• [EXERCISE DETAILS] The answer is the line that contains "holding named sheets" followed by every later line of the entries below, each repeated exactly, and nothing else.

Stored data entries:
+ + +
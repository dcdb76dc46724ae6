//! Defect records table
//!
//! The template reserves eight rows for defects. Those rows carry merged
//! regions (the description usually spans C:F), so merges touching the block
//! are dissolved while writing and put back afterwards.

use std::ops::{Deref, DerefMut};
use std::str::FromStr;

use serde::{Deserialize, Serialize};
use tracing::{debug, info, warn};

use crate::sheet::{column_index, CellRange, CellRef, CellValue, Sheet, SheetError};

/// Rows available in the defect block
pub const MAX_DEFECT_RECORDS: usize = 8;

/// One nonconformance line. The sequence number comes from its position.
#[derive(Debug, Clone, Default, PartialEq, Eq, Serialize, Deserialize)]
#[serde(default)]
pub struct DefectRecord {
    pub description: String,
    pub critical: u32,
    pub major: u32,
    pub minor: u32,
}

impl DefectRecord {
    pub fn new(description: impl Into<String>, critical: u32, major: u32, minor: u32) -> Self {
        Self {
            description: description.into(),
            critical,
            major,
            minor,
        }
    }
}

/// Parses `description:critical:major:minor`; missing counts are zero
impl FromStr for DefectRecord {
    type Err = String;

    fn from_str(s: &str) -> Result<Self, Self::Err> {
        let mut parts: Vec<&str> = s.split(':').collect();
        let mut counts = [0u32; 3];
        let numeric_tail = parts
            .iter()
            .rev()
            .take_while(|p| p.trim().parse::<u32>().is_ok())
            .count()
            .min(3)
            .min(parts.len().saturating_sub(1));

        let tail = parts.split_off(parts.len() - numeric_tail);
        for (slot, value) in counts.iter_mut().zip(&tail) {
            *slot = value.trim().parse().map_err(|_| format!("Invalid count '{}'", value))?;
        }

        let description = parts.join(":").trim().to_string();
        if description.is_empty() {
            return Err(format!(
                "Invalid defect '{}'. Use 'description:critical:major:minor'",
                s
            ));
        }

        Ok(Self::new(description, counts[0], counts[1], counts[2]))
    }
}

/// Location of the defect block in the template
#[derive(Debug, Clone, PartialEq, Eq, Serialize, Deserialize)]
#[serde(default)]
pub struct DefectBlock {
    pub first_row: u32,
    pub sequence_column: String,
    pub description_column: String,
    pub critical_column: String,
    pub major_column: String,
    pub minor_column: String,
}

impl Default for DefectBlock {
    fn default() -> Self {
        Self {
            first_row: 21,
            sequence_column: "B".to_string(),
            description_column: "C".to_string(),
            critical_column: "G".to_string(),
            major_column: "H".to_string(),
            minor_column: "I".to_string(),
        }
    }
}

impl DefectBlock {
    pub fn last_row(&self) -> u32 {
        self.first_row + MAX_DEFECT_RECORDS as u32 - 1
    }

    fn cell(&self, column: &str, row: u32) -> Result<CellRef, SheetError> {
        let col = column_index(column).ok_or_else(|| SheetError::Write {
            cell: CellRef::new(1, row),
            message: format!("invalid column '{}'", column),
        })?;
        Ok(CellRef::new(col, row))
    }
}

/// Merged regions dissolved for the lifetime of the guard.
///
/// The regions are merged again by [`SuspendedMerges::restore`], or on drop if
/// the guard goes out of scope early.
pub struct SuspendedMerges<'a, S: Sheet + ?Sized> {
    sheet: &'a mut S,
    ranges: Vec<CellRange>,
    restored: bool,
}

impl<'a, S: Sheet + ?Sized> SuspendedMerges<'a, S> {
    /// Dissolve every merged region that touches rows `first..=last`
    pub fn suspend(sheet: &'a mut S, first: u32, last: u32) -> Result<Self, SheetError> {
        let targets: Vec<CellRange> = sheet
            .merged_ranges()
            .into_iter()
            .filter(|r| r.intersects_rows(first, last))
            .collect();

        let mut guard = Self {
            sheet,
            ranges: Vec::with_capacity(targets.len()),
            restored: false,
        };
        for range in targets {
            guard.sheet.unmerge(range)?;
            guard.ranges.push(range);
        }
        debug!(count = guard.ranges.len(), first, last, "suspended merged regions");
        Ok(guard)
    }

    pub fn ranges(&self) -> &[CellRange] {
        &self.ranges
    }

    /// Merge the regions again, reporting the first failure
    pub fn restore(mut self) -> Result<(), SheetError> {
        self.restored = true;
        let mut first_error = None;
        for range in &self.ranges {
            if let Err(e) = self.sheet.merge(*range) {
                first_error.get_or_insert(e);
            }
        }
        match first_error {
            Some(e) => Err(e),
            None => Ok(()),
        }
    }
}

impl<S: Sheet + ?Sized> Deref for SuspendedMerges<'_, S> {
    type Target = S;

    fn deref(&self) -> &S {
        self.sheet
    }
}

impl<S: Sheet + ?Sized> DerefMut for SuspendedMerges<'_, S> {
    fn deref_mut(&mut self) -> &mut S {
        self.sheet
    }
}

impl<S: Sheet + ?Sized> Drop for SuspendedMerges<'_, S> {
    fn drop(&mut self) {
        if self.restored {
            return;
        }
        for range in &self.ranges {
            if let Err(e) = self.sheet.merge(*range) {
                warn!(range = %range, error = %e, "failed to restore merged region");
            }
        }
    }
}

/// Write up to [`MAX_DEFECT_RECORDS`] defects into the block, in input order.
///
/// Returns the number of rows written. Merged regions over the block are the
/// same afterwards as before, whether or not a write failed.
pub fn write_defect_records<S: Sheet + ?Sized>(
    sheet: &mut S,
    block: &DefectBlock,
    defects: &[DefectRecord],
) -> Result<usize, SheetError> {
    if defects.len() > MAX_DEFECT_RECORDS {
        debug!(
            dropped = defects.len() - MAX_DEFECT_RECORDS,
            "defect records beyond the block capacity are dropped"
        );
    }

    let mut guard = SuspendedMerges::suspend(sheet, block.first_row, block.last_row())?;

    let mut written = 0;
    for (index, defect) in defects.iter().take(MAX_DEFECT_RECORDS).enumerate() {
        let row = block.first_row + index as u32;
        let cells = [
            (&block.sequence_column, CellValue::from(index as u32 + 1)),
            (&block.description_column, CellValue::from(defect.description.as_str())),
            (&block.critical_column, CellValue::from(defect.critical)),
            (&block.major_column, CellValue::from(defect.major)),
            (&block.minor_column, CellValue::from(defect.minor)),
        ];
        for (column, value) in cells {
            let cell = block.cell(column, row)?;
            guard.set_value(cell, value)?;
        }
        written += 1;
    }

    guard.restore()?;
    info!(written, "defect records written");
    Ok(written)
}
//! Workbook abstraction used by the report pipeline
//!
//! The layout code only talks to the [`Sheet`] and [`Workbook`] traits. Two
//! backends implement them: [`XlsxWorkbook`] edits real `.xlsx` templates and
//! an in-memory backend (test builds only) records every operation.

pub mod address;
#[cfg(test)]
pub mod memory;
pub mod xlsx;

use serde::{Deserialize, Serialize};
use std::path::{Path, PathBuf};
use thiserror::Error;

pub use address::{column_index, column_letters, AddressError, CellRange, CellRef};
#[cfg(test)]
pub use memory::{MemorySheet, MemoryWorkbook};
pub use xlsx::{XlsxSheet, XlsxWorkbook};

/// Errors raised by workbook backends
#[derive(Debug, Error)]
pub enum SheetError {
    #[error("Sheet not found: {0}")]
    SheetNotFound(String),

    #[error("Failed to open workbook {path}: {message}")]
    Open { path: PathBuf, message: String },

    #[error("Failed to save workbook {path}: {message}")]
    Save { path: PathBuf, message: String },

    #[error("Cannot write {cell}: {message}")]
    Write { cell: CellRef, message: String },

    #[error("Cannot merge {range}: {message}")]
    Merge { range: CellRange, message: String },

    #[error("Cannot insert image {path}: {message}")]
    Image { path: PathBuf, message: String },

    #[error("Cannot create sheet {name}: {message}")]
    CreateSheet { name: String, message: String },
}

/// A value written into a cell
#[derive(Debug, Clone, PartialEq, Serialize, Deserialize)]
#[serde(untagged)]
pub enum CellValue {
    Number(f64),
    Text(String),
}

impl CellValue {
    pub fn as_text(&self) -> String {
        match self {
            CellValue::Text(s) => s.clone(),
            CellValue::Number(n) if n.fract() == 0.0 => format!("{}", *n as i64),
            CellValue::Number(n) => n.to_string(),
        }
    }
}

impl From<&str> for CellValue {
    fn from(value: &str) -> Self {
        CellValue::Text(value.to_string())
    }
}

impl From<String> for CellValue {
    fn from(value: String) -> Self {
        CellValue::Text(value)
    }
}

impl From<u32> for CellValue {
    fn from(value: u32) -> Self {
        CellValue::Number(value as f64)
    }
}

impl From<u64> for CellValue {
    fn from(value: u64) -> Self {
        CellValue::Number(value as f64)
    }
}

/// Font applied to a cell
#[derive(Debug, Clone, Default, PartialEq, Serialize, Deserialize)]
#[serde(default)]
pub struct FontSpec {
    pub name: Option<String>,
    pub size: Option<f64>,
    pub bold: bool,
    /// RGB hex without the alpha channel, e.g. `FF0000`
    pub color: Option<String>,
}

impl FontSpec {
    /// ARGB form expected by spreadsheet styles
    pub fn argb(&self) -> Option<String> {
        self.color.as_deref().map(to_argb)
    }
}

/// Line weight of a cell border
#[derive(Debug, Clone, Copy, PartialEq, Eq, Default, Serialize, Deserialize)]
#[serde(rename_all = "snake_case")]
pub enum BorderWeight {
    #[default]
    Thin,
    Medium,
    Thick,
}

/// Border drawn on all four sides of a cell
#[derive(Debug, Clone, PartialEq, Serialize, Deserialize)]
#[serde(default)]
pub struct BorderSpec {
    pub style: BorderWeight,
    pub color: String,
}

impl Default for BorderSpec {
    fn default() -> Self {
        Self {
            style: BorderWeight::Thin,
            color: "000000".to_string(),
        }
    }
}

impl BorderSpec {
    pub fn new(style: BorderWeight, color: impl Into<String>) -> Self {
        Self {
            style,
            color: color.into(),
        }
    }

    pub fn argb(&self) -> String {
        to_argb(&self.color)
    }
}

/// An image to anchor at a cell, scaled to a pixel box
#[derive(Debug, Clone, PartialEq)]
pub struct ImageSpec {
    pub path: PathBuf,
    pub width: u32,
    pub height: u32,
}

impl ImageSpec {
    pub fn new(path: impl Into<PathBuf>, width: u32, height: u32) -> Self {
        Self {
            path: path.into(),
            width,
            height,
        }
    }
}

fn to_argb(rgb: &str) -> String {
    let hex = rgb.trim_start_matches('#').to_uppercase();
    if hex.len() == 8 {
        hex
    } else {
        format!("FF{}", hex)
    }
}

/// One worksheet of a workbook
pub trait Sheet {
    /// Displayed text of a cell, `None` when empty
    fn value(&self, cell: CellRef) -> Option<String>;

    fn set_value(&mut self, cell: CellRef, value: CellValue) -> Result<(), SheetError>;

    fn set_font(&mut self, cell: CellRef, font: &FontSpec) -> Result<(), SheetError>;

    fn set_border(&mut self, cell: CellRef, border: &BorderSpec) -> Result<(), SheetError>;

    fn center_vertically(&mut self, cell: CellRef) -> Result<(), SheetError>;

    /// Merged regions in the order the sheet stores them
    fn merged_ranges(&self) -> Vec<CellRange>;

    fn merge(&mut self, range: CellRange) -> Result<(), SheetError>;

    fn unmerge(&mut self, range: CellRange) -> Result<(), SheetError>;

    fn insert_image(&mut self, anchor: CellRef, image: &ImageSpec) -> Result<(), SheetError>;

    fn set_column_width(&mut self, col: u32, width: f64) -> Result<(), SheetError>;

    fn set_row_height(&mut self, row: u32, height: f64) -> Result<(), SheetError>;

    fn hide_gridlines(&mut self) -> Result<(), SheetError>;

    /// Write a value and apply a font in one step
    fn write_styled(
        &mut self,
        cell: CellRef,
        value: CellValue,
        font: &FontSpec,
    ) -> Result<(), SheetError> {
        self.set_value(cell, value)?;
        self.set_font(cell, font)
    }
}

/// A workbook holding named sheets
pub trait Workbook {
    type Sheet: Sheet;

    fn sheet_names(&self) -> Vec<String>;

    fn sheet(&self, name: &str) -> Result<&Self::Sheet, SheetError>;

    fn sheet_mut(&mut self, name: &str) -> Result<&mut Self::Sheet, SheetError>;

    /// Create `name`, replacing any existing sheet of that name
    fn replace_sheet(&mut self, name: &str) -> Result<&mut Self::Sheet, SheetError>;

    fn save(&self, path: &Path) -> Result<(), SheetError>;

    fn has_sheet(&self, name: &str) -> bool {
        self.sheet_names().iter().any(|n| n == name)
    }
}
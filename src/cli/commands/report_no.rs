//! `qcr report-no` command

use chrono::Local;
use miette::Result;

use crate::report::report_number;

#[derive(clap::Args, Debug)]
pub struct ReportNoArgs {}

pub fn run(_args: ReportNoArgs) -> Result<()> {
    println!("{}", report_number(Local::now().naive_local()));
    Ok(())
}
+ + +
• [FINISHED TASK]
/// A workbook holding named sheets
pub trait Workbook {
    type Sheet: Sheet;

    fn sheet_names(&self) -> Vec<String>;

    fn sheet(&self, name: &str) -> Result<&Self::Sheet, SheetError>;

    fn sheet_mut(&mut self, name: &str) -> Result<&mut Self::Sheet, SheetError>;

    /// Create `name`, replacing any existing sheet of that name
    fn replace_sheet(&mut self, name: &str) -> Result<&mut Self::Sheet, SheetError>;

    fn save(&self, path: &Path) -> Result<(), SheetError>;

    fn has_sheet(&self, name: &str) -> bool {
        self.sheet_names().iter().any(|n| n == name)
    }
}
filename src/cli/commands/report_no.rs
//! `qcr report-no` command

use chrono::Local;
use miette::Result;

use crate::report::report_number;

#[derive(clap::Args, Debug)]
pub struct ReportNoArgs {}

pub fn run(_args: ReportNoArgs) -> Result<()> {
    println!("{}", report_number(Local::now().naive_local()));
    Ok(())
}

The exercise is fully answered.